Orchids

August KRM Branch meeting

With spring just a couple of weeks away the topic for the August meeting was orchids, and the speaker was Colin Prickett. This topic was scheduled to provide extra motivation for audience members to get out and about in reserves throughout the South-west in search of these special plants.

In his introduction Colin stated that the presentation would highlight the incredible diversity within the orchid family, Orchidaceae, here in South-west WA and also show the diversity within each genus as well. Colin’s presentation consisted of a series of photographs of WA’s native orchids compiled over the past decade and a half.

The first series of photographs were of the autumn flowering orchids, including the Bunny Orchids, Hare Orchid and Leafless Orchid. These were followed by species within the Pterostylis genus. These included the Shell Orchids (two species were shown), Snail Orchids (three species), Greenhoods (four species), Jug Orchid and Bird Orchids.

Next came the extensive range of Caladenia species, which were broken into two groups.

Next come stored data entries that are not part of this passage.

//! # edgequake-pdfwatch
//!
//! Watch a folder for PDF documents and rasterise every page to PNG.
//!
//! Drop a document into the input directory; once it stops growing, its pages
//! are rendered in parallel by a fixed pool of workers, written as
//! `{name}_page_0001.png`, `{name}_page_0002.png`, … into the output
//! directory, and the document itself is moved to `processed/`, or to
//! `error/` if it could not be opened or any single page failed.
//!
//! ## Pipeline Overview
//!
//! ```text
//! input/doc.pdf
//!  │
//!  ├─ 1. Watch      poll the input directory for new *.pdf files
//!  ├─ 2. Settle     wait until size and mtime stop changing
//!  ├─ 3. Count      open once, read the page count (spawn_blocking)
//!  ├─ 4. Schedule   one task per page, all submitted at once
//!  ├─ 5. Render     N isolated workers: read → rasterise ×2 → PNG
//!  ├─ 6. Aggregate  results back in page order, success iff 0 failures
//!  └─ 7. Archive    single rename into processed/ or error/
//! ```
//!
//! ## Quick Start
//!
//! ```rust,no_run
//! use edgequake_pdfwatch::{Daemon, JobContext, PdfiumRenderer, PngEncoder, WatchConfig};
//! use std::sync::Arc;
//!
//! #[tokio::main]
//! async fn main() -> Result<(), Box<dyn std::error::Error>> {
//!     let config = Arc::new(WatchConfig::builder().workers(4).build()?);
//!     let renderer = Arc::new(PdfiumRenderer::bind(None, None)?);
//!     let ctx = JobContext::new(config, renderer, Arc::new(PngEncoder));
//!
//!     let summary = Daemon::new(ctx)
//!         .run(async { tokio::signal::ctrl_c().await.ok(); })
//!         .await?;
//!     eprintln!("{} processed, {} failed", summary.processed, summary.failed);
//!     Ok(())
//! }
//! ```
//!
//! ## Feature Flags
//!
//! | Feature | Default | Description |
//! |---------|---------|-------------|
//! | `cli`   | on      | Enables the `pdfwatch` binary (clap + anyhow + tracing-subscriber) |

// ── Modules ──────────────────────────────────────────────────────────────

pub mod config;
pub mod convert;
pub mod daemon;
pub mod error;
pub mod output;
pub mod pipeline;
pub mod progress;

// ── Re-exports ───────────────────────────────────────────────────────────

pub use config::{WatchConfig, WatchConfigBuilder};
pub use convert::{process_job, JobContext};
pub use daemon::{ensure_directories, Daemon, DaemonSummary};
pub use error::{JobError, MoveError, PageError, PdfWatchError, RenderError};
pub use output::{Job, JobReport, JobResult, Outcome, PageResult, PageTask};
pub use pipeline::encode::{ImageEncoder, PngEncoder};
pub use pipeline::render::{PageRenderer, PdfiumLibrary, PdfiumRenderer};
pub use progress::{JobProgressCallback, NoopProgressCallback, ProgressCallback};
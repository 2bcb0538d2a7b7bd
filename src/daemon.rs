//! Long-running daemon: watch, settle, process, archive, repeat.
//!
//! Two concurrency domains run side by side. The watch loop (a background
//! task) only enqueues detected paths. The job loop below takes one path at
//! a time, waits for it to settle, and runs it through
//! [`crate::convert::process_job`] to completion before looking at the next.
//!
//! Once a document has been archived its path is dropped from the watcher's
//! snapshot, so a new file dropped under the same name is picked up even if
//! no scan ran in between.
//!
//! Shutdown stops the watch loop. A document still in its settle period is
//! left in the input directory. A document already being rendered is drained
//! to archival first. Queued detections stay in the input directory and are
//! picked up again on the next start.

use crate::config::WatchConfig;
use crate::convert::{process_job, JobContext};
use crate::error::PdfWatchError;
use crate::output::{Job, Outcome};
use crate::pipeline::debounce;
use crate::pipeline::watch::DirectoryWatcher;
use std::future::Future;
use tracing::{info, warn};

/// Counts reported when the daemon stops.
#[derive(Debug, Default, Clone, Copy, PartialEq, Eq)]
pub struct DaemonSummary {
    /// Jobs archived to the processed directory.
    pub processed: usize,
    /// Jobs routed to the error directory (including failed moves).
    pub failed: usize,
    /// Detections still queued when shutdown was requested.
    pub left_queued: usize,
}

/// Create the input, output, processed and error directories if missing.
pub fn ensure_directories(config: &WatchConfig) -> Result<(), PdfWatchError> {
    for dir in config.directories() {
        std::fs::create_dir_all(dir).map_err(|source| PdfWatchError::DirectoryCreateFailed {
            path: dir.to_path_buf(),
            source,
        })?;
    }
    Ok(())
}

/// The folder-watching daemon.
pub struct Daemon {
    ctx: JobContext,
}

impl Daemon {
    pub fn new(ctx: JobContext) -> Self {
        Self { ctx }
    }

    /// Run until `shutdown` resolves.
    ///
    /// # Errors
    /// Only startup failures are returned: directories that cannot be created
    /// or an input directory that cannot be watched. Job failures are logged
    /// and counted, never returned.
    pub async fn run<F>(self, shutdown: F) -> Result<DaemonSummary, PdfWatchError>
    where
        F: Future<Output = ()>,
    {
        let config = self.ctx.config();
        ensure_directories(config)?;

        let (watcher, mut events) = DirectoryWatcher::start(config).await?;
        info!("Watching for new documents in: {}", watcher.dir().display());
        info!(
            "Parallel workers: {} | extension: .{} | scale: {}x",
            config.workers, config.extension, config.scale
        );

        tokio::pin!(shutdown);
        let mut summary = DaemonSummary::default();

        loop {
            let path = tokio::select! {
                biased;
                _ = &mut shutdown => {
                    warn!("Shutdown requested; no new documents will be picked up");
                    break;
                }
                event = events.recv() => match event {
                    Some(path) => path,
                    None => break,
                },
            };

            let stability = tokio::select! {
                biased;
                _ = &mut shutdown => {
                    warn!("Shutdown requested; {} left in the input directory", path.display());
                    break;
                }
                s = debounce::wait_until_stable(&path, config) => s,
            };
            if !stability.should_process() {
                watcher.forget(&path);
                continue;
            }

            let report = process_job(Job::new(path), &self.ctx).await;
            if report.archived.is_ok() {
                watcher.forget(&report.job.source);
            }
            match (&report.archived, report.outcome) {
                (Ok(_), Outcome::Processed) => summary.processed += 1,
                _ => summary.failed += 1,
            }
        }

        watcher.stop().await;
        summary.left_queued = events.len();
        if summary.left_queued > 0 {
            info!(
                "{} queued documents left in the input directory",
                summary.left_queued
            );
        }
        info!(
            "Daemon stopped: {} processed, {} failed",
            summary.processed, summary.failed
        );
        Ok(summary)
    }
}
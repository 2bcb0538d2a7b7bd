//! Settle period: wait until a freshly detected file stops changing.
//!
//! A file is considered stable once two consecutive samples, taken
//! `settle_interval` apart, report the same non-zero length and modification
//! time. Writers that stall for longer than `settle_interval` can still fool
//! this check; `settle_timeout` bounds how long a file that never settles is
//! held back. A file that stays zero bytes is bounded by the shorter
//! `empty_timeout`, since it blocks every document queued behind it.

use crate::config::WatchConfig;
use std::io::ErrorKind;
use std::path::Path;
use std::time::SystemTime;
use tokio::time::Instant;
use tracing::{debug, warn};

/// Result of waiting on a new file.
#[derive(Debug, Clone, Copy, PartialEq, Eq)]
pub enum Stability {
    /// Two identical samples were observed.
    Stable,
    /// The file kept changing (or stayed empty) until the timeout.
    TimedOut,
    /// The file disappeared while settling.
    Vanished,
}

impl Stability {
    /// Whether the pipeline should pick the file up.
    pub fn should_process(self) -> bool {
        !matches!(self, Stability::Vanished)
    }
}

#[derive(Debug, Clone, Copy, PartialEq, Eq)]
struct Sample {
    len: u64,
    modified: Option<SystemTime>,
}

/// Block until `path` is stable, has vanished, or `settle_timeout` elapsed.
pub async fn wait_until_stable(path: &Path, config: &WatchConfig) -> Stability {
    let deadline = Instant::now() + config.settle_timeout;
    let mut previous: Option<Sample> = None;
    let mut empty_since: Option<Instant> = None;

    loop {
        match tokio::fs::metadata(path).await {
            Ok(meta) => {
                let current = Sample {
                    len: meta.len(),
                    modified: meta.modified().ok(),
                };
                if current.len > 0 && previous == Some(current) {
                    debug!("{} settled at {} bytes", path.display(), current.len);
                    return Stability::Stable;
                }
                previous = Some(current);

                if current.len == 0 {
                    let since = *empty_since.get_or_insert_with(|| {
                        warn!(
                            "{} is empty; waiting up to {:?} for data",
                            path.display(),
                            config.empty_timeout.min(config.settle_timeout)
                        );
                        Instant::now()
                    });
                    if since.elapsed() >= config.empty_timeout {
                        warn!(
                            "{} still empty after {:?}; processing it as-is",
                            path.display(),
                            config.empty_timeout
                        );
                        return Stability::TimedOut;
                    }
                } else {
                    empty_since = None;
                }
            }
            Err(e) if e.kind() == ErrorKind::NotFound => {
                warn!("{} disappeared before it settled", path.display());
                return Stability::Vanished;
            }
            Err(e) => {
                debug!("Cannot stat {} yet: {}", path.display(), e);
                previous = None;
            }
        }

        if Instant::now() >= deadline {
            warn!(
                "{} still changing after {:?}; processing it as-is",
                path.display(),
                config.settle_timeout
            );
            return Stability::TimedOut;
        }
        tokio::time::sleep(config.settle_interval).await;
    }
}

The first group was the Fairy Orchids: Pink and Little Pink Fairy, Pink Fan, Cowslip Orchid plus hybrids between the Pink Fairy and Cowslips. The second group contained the Spider Orchids with the presentation featuring a large variety from this large group. Ranging from the diminutive Winter Spider Orchid to the aptly named Giant Spider Orchid plus Mantis Orchids this group displays incredible diversity in appearance, colour and size.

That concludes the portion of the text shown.